Biochemical and molecular analyses of DNA replication in Drosophila melanogaster

Abstract

Since regulation of DNA replication in Drosophila melanogaster resides in the initiation phase of DNA replication, it was reasoned that accessory factors must exist that would act in collaboration with DNA polymerase alpha in the co-ordination of these events. The approach undertaken in this work was to apply biochemical methods as a means to identify and purify protein(s) in Drosophila melanogaster that may act in aiding DNA polymerase alpha during replication of the chromosome. An activity in Drosophila embryo extracts that stimulates the rate of in vitro DNA replication initiation events was identified and purified to homogeneity. Biochemical and physical characterizations of the stimulatory protein were applied to establish the mechanism of stimulation of DNA polymerase alpha taking into consideration interactions involving the DNA substrate and protein-protein interactions as well. The results of this work suggest that the properties of the protein are consistent with a role in aiding polymerase in the completion of gaps normally found during discontinuous synthesis at the fork.
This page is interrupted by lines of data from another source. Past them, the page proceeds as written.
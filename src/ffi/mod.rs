// In: src/ffi/mod.rs

//! Host bindings. Compiled only with the `python` feature.

pub mod python;
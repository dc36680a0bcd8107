// In: src/components/process_host.rs

//! The `process_host` annotator. It is the one built-in module that requires
//! the host handles: its settings section is always present, even when the
//! configuration document omits it.

use serde::{Deserialize, Serialize};

use crate::config::HostEnvironment;
use crate::error::ComponentError;
use crate::pipeline::{
    attach, EndpointError, Inlet, Module, Outlet, Received, Record, Stage, StageContext,
};

#[derive(Serialize, Deserialize, Debug, Clone, PartialEq)]
pub struct ProcessHostSettings {
    #[serde(flatten)]
    pub host: HostEnvironment,

    /// Prefix of every tag this stage adds.
    #[serde(default = "default_prefix")]
    pub prefix: String,
}

fn default_prefix() -> String {
    "host".to_string()
}

/// Tags each record with where it was produced, then forwards it.
pub struct ProcessHost {
    tags: Vec<(String, String)>,
    inlet: Option<Inlet>,
    outlet: Option<Outlet>,
}

impl ProcessHost {
    fn annotate(&self, mut record: Record) -> Record {
        for (key, value) in &self.tags {
            record.tag(key.as_str(), value.as_str());
        }
        record
    }

    /// Returns `false` once the downstream stage is gone.
    fn forward(&self, ctx: &StageContext, record: Record) -> bool {
        let record = self.annotate(record);
        match &self.outlet {
            Some(outlet) => ctx.send(outlet, record),
            None => true,
        }
    }
}

impl Stage for ProcessHost {
    fn connect_input(&mut self, inlet: Inlet) -> Result<(), EndpointError> {
        attach(&mut self.inlet, inlet)
    }

    fn connect_output(&mut self, outlet: Outlet) -> Result<(), EndpointError> {
        attach(&mut self.outlet, outlet)
    }

    fn run(self: Box<Self>, ctx: StageContext) -> Result<(), ComponentError> {
        let Some(inlet) = &self.inlet else {
            return Err("process_host has no input".into());
        };

        if ctx.state.wait_for_start() {
            while ctx.state.is_running() {
                match ctx.recv(inlet) {
                    Received::Record(record) => {
                        if !self.forward(&ctx, record) && ctx.state.is_running() {
                            return Err("downstream closed".into());
                        }
                    }
                    Received::Empty => {}
                    Received::Closed => break,
                }
            }
        }

        // Records still in flight upstream are forwarded until it exits.
        let mut drained = 0usize;
        loop {
            match ctx.recv(inlet) {
                Received::Record(record) => {
                    if !self.forward(&ctx, record) {
                        break;
                    }
                    drained += 1;
                }
                Received::Empty => {}
                Received::Closed => break,
            }
        }
        if drained > 0 {
            log::debug!("process_host forwarded {} queued records on exit", drained);
        }
        Ok(())
    }
}

impl Module for ProcessHost {
    const NAME: &'static str = "process_host";
    const REQUIRES_HOST: bool = true;
    type Settings = ProcessHostSettings;

    fn build(settings: ProcessHostSettings) -> Result<Self, ComponentError> {
        let ProcessHostSettings { host, prefix } = settings;
        if host.vm == 0 {
            return Err("host VM handle is null".into());
        }
        let tags = vec![
            (format!("{}.version", prefix), format!("{:#x}", host.version)),
            (format!("{}.instance", prefix), format!("{:#x}", host.instance)),
            (format!("{}.pid", prefix), std::process::id().to_string()),
        ];
        Ok(Self {
            tags,
            inlet: None,
            outlet: None,
        })
    }
}
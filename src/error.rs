// In: src/error.rs

//! This module defines the single, unified error type for the entire meterline library.
//! It uses the `thiserror` crate to provide ergonomic, context-aware error handling.

use thiserror::Error;

use crate::state::{Phase, Transition};

/// The error type components return from their constructors and worker loops.
/// Module internals are opaque to the orchestrator, so any error will do.
pub type ComponentError = Box<dyn std::error::Error + Send + Sync + 'static>;

#[derive(Error, Debug)]
pub enum MeterlineError {
    // =========================================================================
    // === Construction Errors (fatal: no partially-built pipeline survives)
    // =========================================================================
    /// A settings section is malformed, missing a required field, or mistyped.
    #[error("Invalid configuration for component '{component}' at '{path}': {message}")]
    Configuration {
        component: String,
        path: String,
        message: String,
    },

    /// A component constructor failed (resource unavailable, permission denied, ...).
    #[error("Component #{index} ('{name}') failed to initialise: {source}")]
    ComponentInit {
        index: usize,
        name: String,
        #[source]
        source: ComponentError,
    },

    #[error("Cannot connect '{from}' to '{to}': {reason}")]
    Connection {
        from: String,
        to: String,
        reason: String,
    },

    #[error("Failed to spawn the worker for component '{name}': {source}")]
    Spawn {
        name: String,
        #[source]
        source: std::io::Error,
    },

    // =========================================================================
    // === Lifecycle Errors (non-fatal: reported, state unchanged)
    // =========================================================================
    #[error("Transition '{transition}' rejected while {phase}")]
    TransitionRejected { transition: Transition, phase: Phase },

    #[error("A pipeline manager instance already exists")]
    AlreadyExists,

    #[error("No pipeline manager instance exists")]
    Missing,

    // =========================================================================
    // === External Error Wrappers (Using #[from] for automatic conversion)
    // =========================================================================
    /// An error originating from the underlying I/O subsystem (e.g., log file not writable).
    #[error("I/O error: {0}")]
    Io(#[from] std::io::Error),

    /// An error from the Serde JSON library, typically while parsing the configuration text.
    #[error("Serde JSON error: {0}")]
    SerdeJson(#[from] serde_json::Error),

    /// An error for Python FFI (Foreign Function Interface) operations.
    #[error("FFI operation failed: {0}")]
    FfiError(String),
}

impl MeterlineError {
    /// Returns `true` for errors raised while building a manager. These always
    /// unwind fully; the caller may retry with adjusted input.
    pub fn is_construction_error(&self) -> bool {
        matches!(
            self,
            MeterlineError::Configuration { .. }
                | MeterlineError::ComponentInit { .. }
                | MeterlineError::Connection { .. }
                | MeterlineError::Spawn { .. }
                | MeterlineError::SerdeJson(_)
        )
    }
}

// =============================================================================
// === Manual `From` Implementations ===
// =============================================================================

#[cfg(feature = "python")]
impl From<pyo3::PyErr> for MeterlineError {
    fn from(err: pyo3::PyErr) -> Self {
        MeterlineError::FfiError(err.to_string())
    }
}

#[cfg(feature = "python")]
impl From<MeterlineError> for pyo3::PyErr {
    fn from(err: MeterlineError) -> pyo3::PyErr {
        pyo3::exceptions::PyValueError::new_err(err.to_string())
    }
}
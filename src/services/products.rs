use std::sync::Arc;

use chrono::Utc;
use sea_orm::{
    ActiveModelTrait, ColumnTrait, EntityTrait, PaginatorTrait, QueryFilter, QueryOrder,
    QuerySelect, Set,
};
use tracing::{info, instrument};

use crate::db::DbPool;
use crate::dto::products::{CreateProductRequest, UpdateProductRequest};
use crate::entities::{brand, product};
use crate::errors::ServiceError;

/// CRUD over the products table.
#[derive(Clone)]
pub struct ProductService {
    db: Arc<DbPool>,
}

impl ProductService {
    pub fn new(db: Arc<DbPool>) -> Self {
        Self { db }
    }

    #[instrument(skip(self, req))]
    pub async fn create_product(
        &self,
        req: CreateProductRequest,
    ) -> Result<product::Model, ServiceError> {
        let sku_taken = product::Entity::find()
            .filter(product::Column::Sku.eq(req.sku.as_str()))
            .count(&*self.db)
            .await?;
        if sku_taken > 0 {
            return Err(ServiceError::Conflict(format!(
                "Product with SKU '{}' already exists",
                req.sku
            )));
        }

        if let Some(brand_id) = req.brand_id {
            self.ensure_brand_exists(brand_id).await?;
        }

        let now = Utc::now();
        let model = product::ActiveModel {
            name: Set(req.name),
            description: Set(req.description),
            sku: Set(req.sku),
            price: Set(req.price),
            brand_id: Set(req.brand_id),
            requires_prescription: Set(req.requires_prescription),
            stock_quantity: Set(req.stock_quantity),
            is_active: Set(req.is_active.unwrap_or(true)),
            created_at: Set(now),
            updated_at: Set(now),
            ..Default::default()
        };

        let created = model.insert(&*self.db).await?;
        info!(product_id = created.id, "product created");
        Ok(created)
    }

    #[instrument(skip(self))]
    pub async fn get_product(&self, id: i32) -> Result<product::Model, ServiceError> {
        product::Entity::find_by_id(id)
            .one(&*self.db)
            .await?
            .ok_or_else(|| ServiceError::NotFound(format!("Product with id={id} not found")))
    }

    /// Storefront listing. Unauthenticated callers only see active rows.
    #[instrument(skip(self))]
    pub async fn list_products(
        &self,
        limit: u64,
        offset: u64,
        include_inactive: bool,
    ) -> Result<(Vec<product::Model>, u64), ServiceError> {
        let mut query = product::Entity::find();
        if !include_inactive {
            query = query.filter(product::Column::IsActive.eq(true));
        }

        let total = query.clone().count(&*self.db).await?;
        let products = query
            .order_by_asc(product::Column::Id)
            .limit(limit)
            .offset(offset)
            .all(&*self.db)
            .await?;
        Ok((products, total))
    }

    #[instrument(skip(self, req))]
    pub async fn update_product(
        &self,
        id: i32,
        req: UpdateProductRequest,
    ) -> Result<product::Model, ServiceError> {
        let existing = self.get_product(id).await?;

        if let Some(brand_id) = req.brand_id {
            self.ensure_brand_exists(brand_id).await?;
        }

        let mut active: product::ActiveModel = existing.into();
        if let Some(name) = req.name {
            active.name = Set(name);
        }
        if let Some(description) = req.description {
            active.description = Set(Some(description));
        }
        if let Some(price) = req.price {
            active.price = Set(price);
        }
        if let Some(brand_id) = req.brand_id {
            active.brand_id = Set(Some(brand_id));
        }
        if let Some(requires_prescription) = req.requires_prescription {
            active.requires_prescription = Set(requires_prescription);
        }
        if let Some(stock_quantity) = req.stock_quantity {
            active.stock_quantity = Set(stock_quantity);
        }
        if let Some(is_active) = req.is_active {
            active.is_active = Set(is_active);
        }
        active.updated_at = Set(Utc::now());

        let updated = active.update(&*self.db).await?;
        info!(product_id = updated.id, "product updated");
        Ok(updated)
    }

    #[instrument(skip(self))]
    pub async fn delete_product(&self, id: i32) -> Result<(), ServiceError> {
        let existing = self.get_product(id).await?;
        product::Entity::delete_by_id(existing.id)
            .exec(&*self.db)
            .await?;
        info!(product_id = id, "product deleted");
        Ok(())
    }

    async fn ensure_brand_exists(&self, brand_id: i32) -> Result<(), ServiceError> {
        let exists = brand::Entity::find_by_id(brand_id)
            .count(&*self.db)
            .await?;
        if exists == 0 {
            return Err(ServiceError::InvalidInput(format!(
                "Brand with id={brand_id} does not exist"
            )));
        }
        Ok(())
    }
}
In addition, the unusual substrate recognition properties of the protein further suggest a possible involvement of the protein during replication reactions associated with DNA repair. Molecular approaches were utilized to obtain a cDNA containing the putative coding sequence of the stimulatory protein. This resulted in the generation of the complete nucleotide sequence of the cDNA, the determination of the developmental profile of accumulation of the RNA transcript, as well as the localization of the gene to a cytological interval on a Drosophila chromosome. Furthermore, the derived amino acid sequence was used in the search of Genebank and EMBL data bases for comparisons with previously identified homologous proteins and provided independent support of the predictions based on the in vitro characterizations in this work.